Syrian-Americans express anger over missiles

Published April 15, 2018, 11:09 AM

by Francine Ciasico

By The Associated Press

WASHINGTON — Syrian-Americans have expressed anger at the missile strike on their homeland as they celebrated their country’s independence day at a rally in Pennsylvania.

The Damascus sky lights up with surface-to-air missile fire as a U.S.-led attack targeted different parts of the Syrian capital early Saturday, April 14, 2018. (Hassan Ammar / AP / Manila Bulletin)
The Damascus sky lights up with surface-to-air missile fire as a U.S.-led attack targeted different parts of the Syrian capital early Saturday, April 14, 2018. (Hassan Ammar / AP / Manila Bulletin)

The Morning Call of Allentown reports a crowd of about 50 Syrians chanted in Arabic and sang the Syrian national anthem at the annual event. They also sang the “Star-Spangled Banner.”

The rally in Allentown is usually a celebration of Syria’s independence. But the Syrian community, which is one of the largest in the US, is deeply divided about its feelings about Syrian President Bashar al-Assad.

On Saturday, those commemorating Syria’s independence from France in 1946 were on Assad’s side, calling the missile strike by the US, Britain and France illegal.

President Donald Trump has spoken with the leaders of France and the United Kingdom individually to discuss their joint military operation in Syria.

The White House says Trump spoke with British Prime Minister Theresa May and French President Emmanuel Macron on Saturday following airstrikes to punish Syrian President Bashar Assad for a suspected chemical attack against civilians in the town outside Damascus.

The White House says the leaders agreed the airstrikes in Syria “were successful and necessary to deter” the future use of chemical weapons.

The suspected chemical attack on April 7 in Douma killed at least 40 civilians, with families found suffocated in their houses and shelters. Assad’s government has denied responsibility, but the US, France and Britain say they have proof.

French Foreign Minister Jean-Yves Le Drian says the US, France and Britain launched joint military strikes after gathering evidence that Syrian armed forces had used chemical weapons.

Le Drian said in an interview Saturday on French TV channel TF1 that they were able to verify that gas was used, including “chlorine undoubtedly.”

The strikes earlier Saturday were a response to Syrian President Bashar Assad’s government using suspected chemical weapons on its people on April 7, killing 40 civilians in Douma in the eastern Ghouta region.

The French minister says the chemical attacks occurred during an offensive by the Syrian armed forces “at a time when there was resistance that Bashar Assad wanted to eliminate more quickly.”

Le Drian says Assad “is a regular user of chemical weapons” and had to be stopped.

Syria’s deputy parliament speaker says he believes Western countries could again use the pretext of chemical weapons to launch airstrikes on his country.

Najdat Anzour told The Associated Press on Saturday that Western countries want to resume Syria peace talks in Geneva with conditions that include drafting a new constitution, holding presidential elections and forming a Cabinet with the participation of armed opposition groups.

He says such conditions for relaunching the peace talks are “unacceptable and impossible.”

The US, Britain and France launched airstrikes at Syria earlier Saturday in response to a suspected chemical attack on civilians by Syrian President Bashar Assad’s government last weekend that killed at least 40 people.

The allied coalition says it has proof that poisonous gas was used last weekend in Douma.

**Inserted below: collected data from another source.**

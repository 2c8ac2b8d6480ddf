//! Data Unit Store client library
//!
//! Abstraction over a decentralized-storage-unit (DSU) backend. A data unit
//! is an opaque, versioned container addressed by an identifier derived from
//! its inputs; it supports file reads and batched transactional writes where
//! a commit (anchor) makes all staged writes durable at once.
//!
//! # Overview
//!
//! - [`CollectionKey`]: ordered, deduplicated set of product codes
//! - [`ArraySsi`] / [`GtinSsi`]: deterministic identifier derivation
//! - [`DsuStore`] / [`DataUnit`]: the store and handle traits
//! - [`MemoryDsuStore`]: in-process reference store implementing the full
//!   batch-commit contract, used in tests and as the default backend
//!
//! # Example
//!
//! ```no_run
//! use pdg_dsu::{ArraySsi, CollectionKey, DsuStore, MemoryDsuStore};
//!
//! # async fn demo() -> Result<(), pdg_dsu::StoreError> {
//! let store = MemoryDsuStore::default();
//! let key = CollectionKey::new(["111".to_string(), "222".to_string()])?;
//! let ssi = ArraySsi::derive("epi", &key, None)?;
//!
//! let mut unit = store.create(&ssi).await?;
//! unit.begin_batch().await?;
//! unit.write_file("/a.txt", b"hello".to_vec()).await?;
//! unit.commit_batch().await?;
//! # Ok(())
//! # }
//! ```

pub mod error;
pub mod key;
pub mod memory;
pub mod ssi;
pub mod store;

pub use error::StoreError;
pub use key::CollectionKey;
pub use memory::MemoryDsuStore;
pub use ssi::{ArraySsi, GtinSsi, Ssi};
pub use store::{DataUnit, DsuStore};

Syria and Russia deny it.

Greek police say about 6,000 to 7,000 people turned up at a rally and march in central Athens organized by Greece’s Communist Party to protest the US-led missile attack against Syria.

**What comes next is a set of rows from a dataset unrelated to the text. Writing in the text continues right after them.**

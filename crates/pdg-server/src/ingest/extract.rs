//! Zip extraction and listing
//!
//! Extraction rejects any entry whose name escapes the extraction directory.
//! Listing is eager, flat and sorted: only files directly inside the
//! extraction directory are returned, nested directories are not traversed.

use std::fs::{self, File};
use std::io;
use std::path::Path;
use thiserror::Error;
use tracing::debug;

/// Errors produced while unpacking an uploaded archive.
#[derive(Debug, Error)]
pub enum ExtractError {
    #[error("not a valid zip archive: {0}")]
    Archive(#[from] zip::result::ZipError),

    #[error("archive entry escapes the extraction directory: {0:?}")]
    UnsafePath(String),

    #[error(transparent)]
    Io(#[from] io::Error),
}

/// Unpack the archive at `archive_path` into `out_dir`, creating the
/// directory if absent.
///
/// Entries whose names resolve outside `out_dir` (absolute paths, `..`
/// components) fail the whole extraction with [`ExtractError::UnsafePath`].
pub fn extract_archive(archive_path: &Path, out_dir: &Path) -> Result<(), ExtractError> {
    let file = File::open(archive_path)?;
    let mut archive = zip::ZipArchive::new(file)?;
    fs::create_dir_all(out_dir)?;

    for index in 0..archive.len() {
        let mut entry = archive.by_index(index)?;

        let Some(relative) = entry.enclosed_name() else {
            return Err(ExtractError::UnsafePath(entry.name().to_string()));
        };
        let dest = out_dir.join(relative);

        if entry.is_dir() {
            fs::create_dir_all(&dest)?;
            continue;
        }

        if let Some(parent) = dest.parent() {
            fs::create_dir_all(parent)?;
        }
        let mut out = File::create(&dest)?;
        io::copy(&mut entry, &mut out)?;
        debug!(entry = %dest.display(), size = entry.size(), "extracted archive entry");
    }

    Ok(())
}

/// List the file names directly inside `dir`, sorted.
///
/// Subdirectories are skipped, matching the ingestion contract: only
/// top-level archive files are written into the data unit.
pub async fn list_files(dir: &Path) -> io::Result<Vec<String>> {
    let mut names = Vec::new();
    let mut entries = tokio::fs::read_dir(dir).await?;

    while let Some(entry) = entries.next_entry().await? {
        if entry.file_type().await?.is_file() {
            names.push(entry.file_name().to_string_lossy().into_owned());
        }
    }

    names.sort();
    Ok(names)
}

#[cfg(test)]
mod tests {
    use super::*;
    use std::io::Write;
    use zip::write::SimpleFileOptions;

    fn build_zip(entries: &[(&str, &[u8])]) -> Vec<u8> {
        let mut writer = zip::ZipWriter::new(io::Cursor::new(Vec::new()));
        for (name, contents) in entries {
            writer
                .start_file(name.to_string(), SimpleFileOptions::default())
                .unwrap();
            writer.write_all(contents).unwrap();
        }
        writer.finish().unwrap().into_inner()
    }

    fn write_archive(dir: &Path, bytes: &[u8]) -> std::path::PathBuf {
        let path = dir.join("upload.zip");
        fs::write(&path, bytes).unwrap();
        path
    }

    #[tokio::test]
    async fn test_extract_and_list() {
        let tmp = tempfile::tempdir().unwrap();
        let archive = write_archive(
            tmp.path(),
            &build_zip(&[("b.txt", b"beta"), ("a.txt", b"alpha")]),
        );
        let out = tmp.path().join("out");

        extract_archive(&archive, &out).unwrap();

        assert_eq!(fs::read(out.join("a.txt")).unwrap(), b"alpha");
        assert_eq!(fs::read(out.join("b.txt")).unwrap(), b"beta");
        assert_eq!(list_files(&out).await.unwrap(), vec!["a.txt", "b.txt"]);
    }

    #[tokio::test]
    async fn test_nested_directories_not_listed() {
        let tmp = tempfile::tempdir().unwrap();
        let archive = write_archive(
            tmp.path(),
            &build_zip(&[("top.txt", b"top"), ("sub/inner.txt", b"inner")]),
        );
        let out = tmp.path().join("out");

        extract_archive(&archive, &out).unwrap();

        // The nested file lands on disk but is not part of the flat listing.
        assert!(out.join("sub").join("inner.txt").exists());
        assert_eq!(list_files(&out).await.unwrap(), vec!["top.txt"]);
    }

    #[test]
    fn test_traversal_entry_rejected() {
        let tmp = tempfile::tempdir().unwrap();
        let archive = write_archive(tmp.path(), &build_zip(&[("../evil.txt", b"evil")]));
        let out = tmp.path().join("out");

        let err = extract_archive(&archive, &out).unwrap_err();
        assert!(matches!(err, ExtractError::UnsafePath(_)));
        assert!(!tmp.path().join("evil.txt").exists());
    }

    #[test]
    fn test_corrupt_archive_rejected() {
        let tmp = tempfile::tempdir().unwrap();
        let archive = write_archive(tmp.path(), b"definitely not a zip");
        let out = tmp.path().join("out");

        let err = extract_archive(&archive, &out).unwrap_err();
        assert!(matches!(err, ExtractError::Archive(_)));
    }
}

The protesters gathered at Athens’ central Syntagma Square before marching to the US embassy, chanting anti-US slogans and holding banners. Once there, they wrote “Americans, murderers of peoples” on the pavement in red paint and tried, unsuccessfully, to lob paint into the embassy’s courtyard.

Police vehicles barricaded access to the embassy, and there was a heavy police presence. Protesters left peacefully.

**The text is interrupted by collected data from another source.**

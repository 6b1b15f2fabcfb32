use time::{Date, Duration, PrimitiveDateTime, Time};

use super::{Error, Store, HORIZON_DAYS, SLOT_MINUTES};
use crate::db::office;

/// Rounds `now` up to the next multiple of the slot grid.
///
/// Arithmetic is in whole minutes: seconds are truncated first, so an
/// instant already on the grid stays put. Rounding may cross into the
/// next day. `None` only on calendar overflow.
pub fn round_up_to_slot(
    now: PrimitiveDateTime,
) -> Option<PrimitiveDateTime> {
    let minutes = minutes_of(now.time());
    let rounded =
        (minutes + SLOT_MINUTES - 1) / SLOT_MINUTES * SLOT_MINUTES;
    PrimitiveDateTime::new(now.date(), Time::MIDNIGHT)
        .checked_add(Duration::minutes(rounded))
}

/// Finds the earliest free slot of an office, scanning forward from
/// `now` through the configured weekly hours, per-day capacity, and
/// existing ticket occupancy.
///
/// Returns `None` when the scan horizon is exhausted. The occupancy
/// reads are advisory; under concurrency the store's uniqueness
/// guarantee at insert time is the final authority.
pub async fn find_next_slot<S>(
    store: &S,
    office: office::Id,
    now: PrimitiveDateTime,
) -> Result<Option<(Date, Time)>, Error>
where
    S: Store + ?Sized,
{
    let Some(start) = round_up_to_slot(now) else {
        return Ok(None);
    };

    for offset in 0..HORIZON_DAYS {
        let Some(on) = start.date().checked_add(Duration::days(offset))
        else {
            break;
        };

        let Some(hours) =
            store.weekly_hours(office, on.weekday().into()).await?
        else {
            continue; // office closed on this weekday
        };

        if store.booked_count(office, on).await?
            >= i64::from(hours.max_tickets)
        {
            continue; // day already at capacity
        }

        let open = minutes_of(hours.opens_at);
        let last_bookable = minutes_of(hours.closes_at) - SLOT_MINUTES;

        // On the day the rounded "now" falls on, slots before it are in
        // the past; on later days the office opening is the earliest
        // candidate. Never start before opening either way.
        let mut candidate = if on == start.date() {
            open.max(minutes_of(start.time()))
        } else {
            open
        };

        if candidate > last_bookable {
            continue; // nothing fits before closing anymore
        }

        while candidate <= last_bookable {
            let Some(at) = time_at(candidate) else {
                break;
            };
            if !store.slot_taken(office, on, at).await? {
                return Ok(Some((on, at)));
            }
            candidate += SLOT_MINUTES;
        }
    }

    Ok(None)
}

fn minutes_of(t: Time) -> i64 {
    i64::from(t.hour()) * 60 + i64::from(t.minute())
}

fn time_at(minutes: i64) -> Option<Time> {
    let hour = u8::try_from(minutes / 60).ok()?;
    let minute = u8::try_from(minutes % 60).ok()?;
    Time::from_hms(hour, minute, 0).ok()
}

The US, Britain and France launched joint airstrikes in Syria earlier Saturday in response to a suspected chemical attack on civilians by Syrian President Bashar Assad’s government. The suspected chemical attack April 7 killed at least 40 people.

Vice President Mike Pence say the United States did the morally right thing when it attacked Syrian chemical weapons facilities in retaliation for an attack on civilians.

Pence is crediting the strong leadership of President Donald Trump and US allies for conducting what he says was a successful strike with no reported civilian casualties.

He told reporters at the Summit of the Americas in Lima, Peru, on Saturday that the operation “significantly eroded” and “degraded” Syrian chemical weapons capabilities and that the mission was “completely accomplished.”

He also stressed that the president made clear the US is “prepared to sustain this effort.”

He says there will be a price to pay if Syrian chemical weapons are used again. Last weekend’s suspected chemical attack killed 40 civilians, including women and children.